//! # Event Outbox Repository
//!
//! Queue of domain events written with the change they describe.
//!
//! ## The Outbox Pattern
//! ```text
//! ┌─────────────────────────────────────────────────────────────────────────┐
//! │                    Outbox Pattern Implementation                        │
//! │                                                                         │
//! │  LOCAL OPERATION (e.g. create_sale)                                    │
//! │       │                                                                 │
//! │       ▼                                                                 │
//! │  ┌─────────────────────────────────────────────────────────────────┐   │
//! │  │                   SINGLE TRANSACTION                            │   │
//! │  │                                                                 │   │
//! │  │  1. INSERT sales, sale_items, stock_ledger; UPDATE products    │   │
//! │  │                                                                 │   │
//! │  │  2. INSERT INTO event_outbox (event_type, aggregate_id,        │   │
//! │  │     payload) VALUES ('SALE_CREATED', ?, <event JSON>)          │   │
//! │  │                                                                 │   │
//! │  └─────────────────────────────────────────────────────────────────┘   │
//! │       │                                                                 │
//! │       ▼                                                                 │
//! │  COMMIT ← Both succeed or both fail                                    │
//! │       │                                                                 │
//! │       ▼                                                                 │
//! │  ┌─────────────────────────────────────────────────────────────────┐   │
//! │  │            EVENT DISPATCHER (pantry-engine)                     │   │
//! │  │                                                                 │   │
//! │  │  1. SELECT … WHERE delivered_at IS NULL ORDER BY seq           │   │
//! │  │  2. For each entry:                                            │   │
//! │  │     a. Hand to every event sink                                │   │
//! │  │     b. On success: delivered_at = now                          │   │
//! │  │     c. On failure: attempts += 1, last_error = ?               │   │
//! │  └─────────────────────────────────────────────────────────────────┘   │
//! │                                                                         │
//! │  A failed delivery never rolls back the committed change.             │
//! └─────────────────────────────────────────────────────────────────────────┘
//! ```

use chrono::{DateTime, Utc};
use sqlx::sqlite::SqliteRow;
use sqlx::{Row, SqliteConnection, SqlitePool};
use tracing::debug;
use uuid::Uuid;

use crate::error::DbResult;
use pantry_core::{DomainEvent, OutboxEntry};

const OUTBOX_COLUMNS: &str = r#"
    id, event_type, aggregate_id, payload,
    attempts, last_error, created_at, attempted_at, delivered_at
"#;

/// Repository for event outbox operations.
#[derive(Debug, Clone)]
pub struct EventOutboxRepository {
    pool: SqlitePool,
}

impl EventOutboxRepository {
    /// Creates a new EventOutboxRepository.
    pub fn new(pool: SqlitePool) -> Self {
        EventOutboxRepository { pool }
    }

    /// Queues an event on the caller's connection.
    ///
    /// ## Example
    /// ```rust,ignore
    /// let mut tx = db.begin().await?;
    /// // ... writes ...
    /// EventOutboxRepository::enqueue(&mut tx, &event, now).await?;
    /// tx.commit().await?;
    /// ```
    pub async fn enqueue(
        conn: &mut SqliteConnection,
        event: &DomainEvent,
        now: DateTime<Utc>,
    ) -> DbResult<OutboxEntry> {
        let entry = OutboxEntry {
            id: Uuid::new_v4().to_string(),
            event_type: event.event_type().to_string(),
            aggregate_id: event.aggregate_id().to_string(),
            payload: serde_json::to_string(event)?,
            attempts: 0,
            last_error: None,
            created_at: now,
            attempted_at: None,
            delivered_at: None,
        };

        debug!(
            event_type = %entry.event_type,
            aggregate_id = %entry.aggregate_id,
            "Queuing event"
        );

        sqlx::query(
            r#"
            INSERT INTO event_outbox (
                id, event_type, aggregate_id, payload, attempts, created_at
            ) VALUES (?1, ?2, ?3, ?4, 0, ?5)
            "#,
        )
        .bind(&entry.id)
        .bind(&entry.event_type)
        .bind(&entry.aggregate_id)
        .bind(&entry.payload)
        .bind(entry.created_at)
        .execute(&mut *conn)
        .await?;

        Ok(entry)
    }

    /// Gets undelivered entries in commit order.
    ///
    /// ## Arguments
    /// * `limit` - Maximum entries to return
    /// * `max_attempts` - Entries that already failed this many times are skipped
    pub async fn get_pending(&self, limit: u32, max_attempts: u32) -> DbResult<Vec<OutboxEntry>> {
        let sql = format!(
            r#"
            SELECT {} FROM event_outbox
            WHERE delivered_at IS NULL AND attempts < ?1
            ORDER BY seq
            LIMIT ?2
            "#,
            OUTBOX_COLUMNS
        );

        let rows = sqlx::query(&sql)
            .bind(max_attempts)
            .bind(limit)
            .fetch_all(&self.pool)
            .await?;
        rows.iter().map(entry_from_row).collect()
    }

    /// Marks an entry as delivered.
    pub async fn mark_delivered(&self, id: &str, now: DateTime<Utc>) -> DbResult<()> {
        sqlx::query(
            r#"
            UPDATE event_outbox SET
                delivered_at = ?2,
                attempted_at = ?2
            WHERE id = ?1
            "#,
        )
        .bind(id)
        .bind(now)
        .execute(&self.pool)
        .await?;

        Ok(())
    }

    /// Records a delivery failure.
    pub async fn mark_failed(&self, id: &str, error: &str, now: DateTime<Utc>) -> DbResult<()> {
        sqlx::query(
            r#"
            UPDATE event_outbox SET
                attempts = attempts + 1,
                last_error = ?2,
                attempted_at = ?3
            WHERE id = ?1
            "#,
        )
        .bind(id)
        .bind(error)
        .bind(now)
        .execute(&self.pool)
        .await?;

        Ok(())
    }

    /// Counts undelivered entries, including ones past the retry limit.
    pub async fn count_pending(&self) -> DbResult<i64> {
        let count: i64 =
            sqlx::query_scalar("SELECT COUNT(*) FROM event_outbox WHERE delivered_at IS NULL")
                .fetch_one(&self.pool)
                .await?;

        Ok(count)
    }

    /// Deletes entries delivered before `older_than`.
    ///
    /// ## Returns
    /// Number of deleted entries.
    pub async fn cleanup_delivered(&self, older_than: DateTime<Utc>) -> DbResult<u64> {
        let rows = sqlx::query(
            "SELECT id, delivered_at FROM event_outbox WHERE delivered_at IS NOT NULL",
        )
        .fetch_all(&self.pool)
        .await?;

        // Timestamps are compared decoded rather than as text
        let mut deleted = 0;
        for row in &rows {
            let delivered_at: DateTime<Utc> = row.try_get("delivered_at")?;
            if delivered_at < older_than {
                let id: String = row.try_get("id")?;
                deleted += sqlx::query("DELETE FROM event_outbox WHERE id = ?1")
                    .bind(&id)
                    .execute(&self.pool)
                    .await?
                    .rows_affected();
            }
        }

        Ok(deleted)
    }
}

fn entry_from_row(row: &SqliteRow) -> DbResult<OutboxEntry> {
    Ok(OutboxEntry {
        id: row.try_get("id")?,
        event_type: row.try_get("event_type")?,
        aggregate_id: row.try_get("aggregate_id")?,
        payload: row.try_get("payload")?,
        attempts: row.try_get("attempts")?,
        last_error: row.try_get("last_error")?,
        created_at: row.try_get("created_at")?,
        attempted_at: row.try_get("attempted_at")?,
        delivered_at: row.try_get("delivered_at")?,
    })
}

// =============================================================================
// Unit Tests
// =============================================================================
○ ○ ○ ○ ○
Return each line of the listing that holds the word "payload".

//! │  │     payload) VALUES ('SALE_CREATED', ?, <event JSON>)          │   │
    id, event_type, aggregate_id, payload,
            payload: serde_json::to_string(event)?,
                id, event_type, aggregate_id, payload, attempts, created_at
        .bind(&entry.payload)
        payload: row.try_get("payload")?,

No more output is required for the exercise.